Epigenetic interplay between methylation and miRNA in bladder cancer: focus on isoform expression

Abstract

Abstract Background Various epigenetic factors are responsible for the non-genetic regulation on gene expression. The epigenetically dysregulated oncogenes or tumor suppressors by miRNA and/or DNA methylation are often observed in cancer cells. Each of these epigenetic regulators has been studied well in cancer progressions; however, their mutual regulatory relationship in cancer still remains unclear. In this study, we propose an integrative framework to systematically investigate epigenetic interactions between miRNA and methylation at the alternatively spliced mRNA level in bladder cancer.

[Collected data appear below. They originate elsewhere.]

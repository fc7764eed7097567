//! Per-category object collection
//!
//! One collection value per category maps local file changes to remote
//! create/update/delete calls. The wire shape is decided by the category:
//! data items travel as raw bytes plus sidecar metadata, the two document
//! categories as a JSON document embedding the base64 source.

use std::path::PathBuf;
use std::sync::Arc;

use base64::{Engine as _, engine::general_purpose::STANDARD as BASE64};
use futures_util::FutureExt;
use futures_util::future::BoxFuture;
use tracing::{debug, info};

use appsync_fs::{Category, IgnoreFilter, list_files_filtered};
use appsync_remote::{Payload, RemoteStore};

use crate::diff::{DiffResult, diff};
use crate::snapshot::{CategoryHashes, hash_files};
use crate::{Error, Result, settle_all};

/// Placeholder written into downloaded metadata instead of embedded source.
pub const SOURCE_PLACEHOLDER: &str = "<See corresponding .py file>";

/// Capability set for one object category under the work root.
pub struct ObjectCollection {
    category: Category,
    work_root: PathBuf,
    remote: Arc<dyn RemoteStore>,
    ignore: Arc<IgnoreFilter>,
    /// This category's slice of the previous snapshot, fixed for the run
    snapshot: CategoryHashes,
}

impl ObjectCollection {
    pub fn new(
        category: Category,
        work_root: PathBuf,
        remote: Arc<dyn RemoteStore>,
        ignore: Arc<IgnoreFilter>,
        snapshot: CategoryHashes,
    ) -> Self {
        Self {
            category,
            work_root,
            remote,
            ignore,
            snapshot,
        }
    }

    pub fn category(&self) -> Category {
        self.category
    }

    /// Directory holding this category's files.
    fn objects_root(&self) -> PathBuf {
        self.work_root.join(self.category.dir_name())
    }

    /// Ignore rules match work-root-relative paths, so the category
    /// directory is part of the tested path.
    fn keep(&self, relative: &str) -> bool {
        self.ignore
            .is_kept(&format!("{}/{}", self.category.dir_name(), relative))
    }

    /// List the category's non-ignored files, relative to the category root.
    pub fn list(&self) -> Result<Vec<String>> {
        Ok(list_files_filtered(&self.objects_root(), |path| {
            self.keep(path)
        })?)
    }

    /// Diff the live tree against this collection's snapshot slice.
    pub async fn dirty(&self) -> Result<DiffResult> {
        let live = self.list()?;
        diff(self.category, &self.objects_root(), &live, &self.snapshot).await
    }

    /// Freshly hash every non-ignored file in the category.
    pub async fn compute_hashes(&self) -> Result<CategoryHashes> {
        let live = self.list()?;
        hash_files(&self.objects_root(), &live).await
    }

    /// Push all local changes to the remote.
    ///
    /// Creates, updates, and deletes run concurrently; every operation
    /// settles before the first error (if any) is reported. A 404 on delete
    /// means the object was already removed by other means and is success.
    pub async fn upload(&self) -> Result<()> {
        let changes = self.dirty().await?;
        info!(category = %self.category, "{}", changes.summary());

        let mut operations: Vec<BoxFuture<'_, Result<()>>> = Vec::new();
        for path in &changes.new {
            operations.push(self.push_object(path).boxed());
        }
        for path in &changes.changed {
            operations.push(self.push_object(path).boxed());
        }
        for path in &changes.deleted {
            operations.push(self.delete_object(path).boxed());
        }

        settle_all(operations).await?;
        Ok(())
    }

    /// Remove every locally present, non-ignored file in the category.
    ///
    /// Used before unpacking a downloaded archive so stale local files that
    /// are not excluded by the ignore file do not linger.
    pub async fn remove_non_ignored(&self) -> Result<()> {
        let files = self.list()?;
        let root = self.objects_root();
        settle_all(files.iter().map(|file| {
            let path = root.join(file);
            async move {
                tokio::fs::remove_file(&path)
                    .await
                    .map_err(|e| Error::Fs(appsync_fs::Error::io(&path, e)))
            }
        }))
        .await?;
        Ok(())
    }

    /// Upsert one object from its local file.
    async fn push_object(&self, relative: &str) -> Result<()> {
        let payload = self.build_payload(relative).await?;
        let name = self.category.remote_name(relative);
        self.remote.upsert(self.category, name, payload).await?;
        Ok(())
    }

    /// Delete one object, treating a remote 404 as an idempotent no-op.
    async fn delete_object(&self, relative: &str) -> Result<()> {
        let name = self.category.remote_name(relative);
        match self.remote.delete(self.category, name).await {
            Ok(()) => Ok(()),
            Err(e) if e.is_not_found() => {
                debug!(category = %self.category, name, "already removed remotely");
                Ok(())
            }
            Err(e) => Err(e.into()),
        }
    }

    async fn build_payload(&self, relative: &str) -> Result<Payload> {
        match self.category.source_suffix() {
            None => {
                let path = self.objects_root().join(relative);
                let content = tokio::fs::read(&path)
                    .await
                    .map_err(|e| appsync_fs::Error::io(&path, e))?;
                let meta = self.read_sidecar(relative).await?;
                Ok(Payload::Item { content, meta })
            }
            Some(_) => Ok(Payload::Document(self.render_document(relative).await?)),
        }
    }

    /// Parse the sidecar accompanying `relative`; absent means empty.
    async fn read_sidecar(&self, relative: &str) -> Result<serde_json::Value> {
        let path = self
            .objects_root()
            .join(self.category.sidecar_path(relative));
        let raw = match tokio::fs::read_to_string(&path).await {
            Ok(raw) => raw,
            Err(e) if e.kind() == std::io::ErrorKind::NotFound => "{}".to_string(),
            Err(e) => return Err(appsync_fs::Error::io(&path, e).into()),
        };
        Ok(serde_json::from_str(&raw)?)
    }

    /// Render the upload document for the source categories: the sidecar
    /// fields with the file's content embedded base64 under `stylesheet`.
    async fn render_document(&self, relative: &str) -> Result<String> {
        let path = self.objects_root().join(relative);
        let source = tokio::fs::read_to_string(&path)
            .await
            .map_err(|e| appsync_fs::Error::io(&path, e))?;

        let mut meta = self.read_sidecar(relative).await?;
        let Some(fields) = meta.as_object_mut() else {
            return Err(Error::SidecarFormat {
                path: self
                    .objects_root()
                    .join(self.category.sidecar_path(relative)),
            });
        };
        fields.insert(
            "stylesheet".to_string(),
            serde_json::Value::String(BASE64.encode(source)),
        );
        Ok(serde_json::to_string_pretty(&meta)?)
    }
}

Each of these epigenetic regulators has been studied well in cancer progressions; however, their mutual regulatory relationship in cancer still remains unclear. Results The integrative analyses yielded 136 significant combinations (methylation, miRNA and isoform). Further, overall survival analysis on the 136 combinations based on methylation and miRNA, high and low expression groups resulted in 13 combinations associated with survival. Additionally, different interaction patterns were examined. Conclusions Our study provides a higher resolution of molecular insight into the crosstalk between two epigenetic factors, DNA methylation and miRNA. Given the importance of epigenetic interactions and alternative splicing in cancer, it is timely to identify and understand the underlying mechanisms based on epigenetic markers and their interactions in cancer, leading to alternative splicing with primary functional impact.